= List of Cold War weapons and land equipment of Spain =

This is a list of Cold War weapons and land equipment of Spain. Spain was a dictatorship under Francisco Franco until 1975, when it began its transition to democracy after Franco's death. Spain joined NATO in 1982.

== Small arms ==

=== Rifles ===

- Mauser Model 1893: known as the Spanish Mauser, some were still in frontline use in the 1950s, meaning the rifle had been in Spanish service for 60 years.
- Spanish M43: main Spanish weapon in the 1950s, copy of the World War II-era Karabiner 98k from Germany.
- FR8: conversion of Spanish Mausers and Karabiner 98k rifles as training rifles until enough of the CETME rifles were in stock to train all recruits. Chambered in 7.62×51mm NATO. Saw use in the Guardia Civil, the Spanish Gendarmerie, into the 1970s.
- CETME rifle: the main Spanish Cold War assault rifle entered service in the early 1960s. Designed by the German Ludwig Vorgrimler while he was working for the Spanish CETME arms company, it later became the basis for Germany's own main Cold War service rifle, the Heckler & Koch G3.

=== Machine guns ===

- ALFA M44: created during World War II in Spain and the main Spanish Cold War machine gun.
- CETME Ameli: entered service in the early 1980s.

=== Submachine guns ===

- Star Model Z-45: Spanish submachine gun based on the MP 40, saw service in the 1950s.

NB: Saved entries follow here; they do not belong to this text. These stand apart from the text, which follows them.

//! Per-client session state.

use uuid::Uuid;

use crate::domain::pointer::{MotionIntent, PointerTranslator};
use crate::keymap::android::MetaState;

/// Opaque identifier for a connected viewer, derived from UUID v4.
pub type ClientHandle = Uuid;

/// RFB pointer button bitmask as sent in `PointerEvent`.
#[derive(Debug, Clone, Copy, PartialEq, Eq, Hash, Default)]
pub struct ButtonMask(pub u8);

impl ButtonMask {
    pub const LEFT: u8 = 1 << 0;
    pub const MIDDLE: u8 = 1 << 1;
    pub const RIGHT: u8 = 1 << 2;
    pub const WHEEL_UP: u8 = 1 << 3;
    pub const WHEEL_DOWN: u8 = 1 << 4;

    /// Left, middle, and right.
    pub const PRIMARY_BUTTONS: u8 = Self::LEFT | Self::MIDDLE | Self::RIGHT;
    /// Wheel up and wheel down.
    pub const WHEEL_BUTTONS: u8 = Self::WHEEL_UP | Self::WHEEL_DOWN;
    const KNOWN: u8 = Self::PRIMARY_BUTTONS | Self::WHEEL_BUTTONS;

    /// Returns `true` if no button is held.
    pub fn is_empty(&self) -> bool {
        self.0 == 0
    }

    /// Returns `true` if any of left, middle, or right is held.
    pub fn has_primary(&self) -> bool {
        self.0 & Self::PRIMARY_BUTTONS != 0
    }

    /// Returns `true` if either wheel bit is set.
    pub fn has_wheel(&self) -> bool {
        self.0 & Self::WHEEL_BUTTONS != 0
    }

    /// Returns `true` if every set bit is one of the five known buttons.
    pub fn is_recognized(&self) -> bool {
        self.0 & !Self::KNOWN == 0
    }

    /// Returns `true` if every bit of `flag` is set.
    pub fn contains(&self, flag: u8) -> bool {
        self.0 & flag == flag
    }
}

/// State kept for one connected viewer.
///
/// Created when the viewer connects and dropped when it disconnects.
#[derive(Debug, Clone, Default, PartialEq, Eq)]
pub struct Session {
    /// Button mask seen on the previous pointer event.
    pub button_mask: ButtonMask,
    pub last_x: u16,
    pub last_y: u16,
    /// Latched modifier keys plus inferred caps lock.
    pub meta_state: MetaState,
}

impl Session {
    /// Creates a session with no buttons held and no modifiers latched.
    pub fn new() -> Self {
        Self::default()
    }

    /// Runs the pointer state machine for one RFB pointer event.
    ///
    /// The stored button mask is updated unconditionally.  The position is
    /// only recorded for recognized masks; anything else leaves the session
    /// untouched apart from the mask.
    pub fn apply_pointer(&mut self, mask: ButtonMask, x: u16, y: u16) -> Option<MotionIntent> {
        let intent = PointerTranslator::translate(mask, self.button_mask);
        self.button_mask = mask;
        if mask.is_recognized() {
            self.last_x = x;
            self.last_y = y;
        }
        intent
    }
}

// ── Tests ─────────────────────────────────────────────────────────────────────

#[cfg(test)]
mod tests {
    use super::*;
    use crate::domain::pointer::PointerButton;

    #[test]
    fn test_new_session_is_idle() {
        let session = Session::new();
        assert!(session.button_mask.is_empty());
        assert_eq!(session.meta_state, MetaState::default());
    }

    #[test]
    fn test_apply_pointer_updates_mask_and_position() {
        // Arrange
        let mut session = Session::new();

        // Act
        let intent = session.apply_pointer(ButtonMask(ButtonMask::LEFT), 10, 20);

        // Assert
        assert_eq!(intent, Some(MotionIntent::Down(PointerButton::Primary)));
        assert_eq!(session.button_mask, ButtonMask(1));
        assert_eq!((session.last_x, session.last_y), (10, 20));
    }

    #[test]
    fn test_unrecognized_mask_still_updates_stored_mask() {
        // Arrange
        let mut session = Session::new();
        session.apply_pointer(ButtonMask(ButtonMask::LEFT), 10, 20);
        session.meta_state = MetaState(MetaState::SHIFT_ON);

        // Act
        let intent = session.apply_pointer(ButtonMask(0x40), 99, 99);

        // Assert
        assert!(intent.is_none());
        assert_eq!(session.button_mask, ButtonMask(0x40));
        assert_eq!((session.last_x, session.last_y), (10, 20));
        assert_eq!(session.meta_state, MetaState(MetaState::SHIFT_ON));
    }

    #[test]
    fn test_button_mask_classification() {
        assert!(ButtonMask(ButtonMask::RIGHT).has_primary());
        assert!(!ButtonMask(ButtonMask::WHEEL_UP).has_primary());
        assert!(ButtonMask(ButtonMask::WHEEL_DOWN).has_wheel());
        assert!(ButtonMask(0x1F).is_recognized());
        assert!(!ButtonMask(0x20).is_recognized());
        assert!(!ButtonMask(0x81).is_recognized());
    }
}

=== Infantry anti-tank weapon ===

- 88.9mm Instalaza M65 Bazooka: improved Spanish variant of the M20 Super Bazooka which saw a long life in the Spanish Army. Earlier variants called M53 and M58.

== Artillery ==

=== Self propelled ===

- M37 105 mm howitzer motor carriage
- M107 self-propelled gun
- M108 howitzer
- M110 howitzer

== Armoured fighting vehicles (AFV) ==

=== Light tanks ===

- Panzer I
- T-26
- BT tank
- M24 Chaffee
- M41 Walker Bulldog

=== Tankettes ===

- L3/35

=== Medium tanks ===

- Panzer IV

=== Tank destroyers ===

- Sturmgeschütz III

=== Main battle tanks (MBT's) ===

- M47 Patton
- M48 Patton
- AMX-30E:Spanish variant of the French AMX-30.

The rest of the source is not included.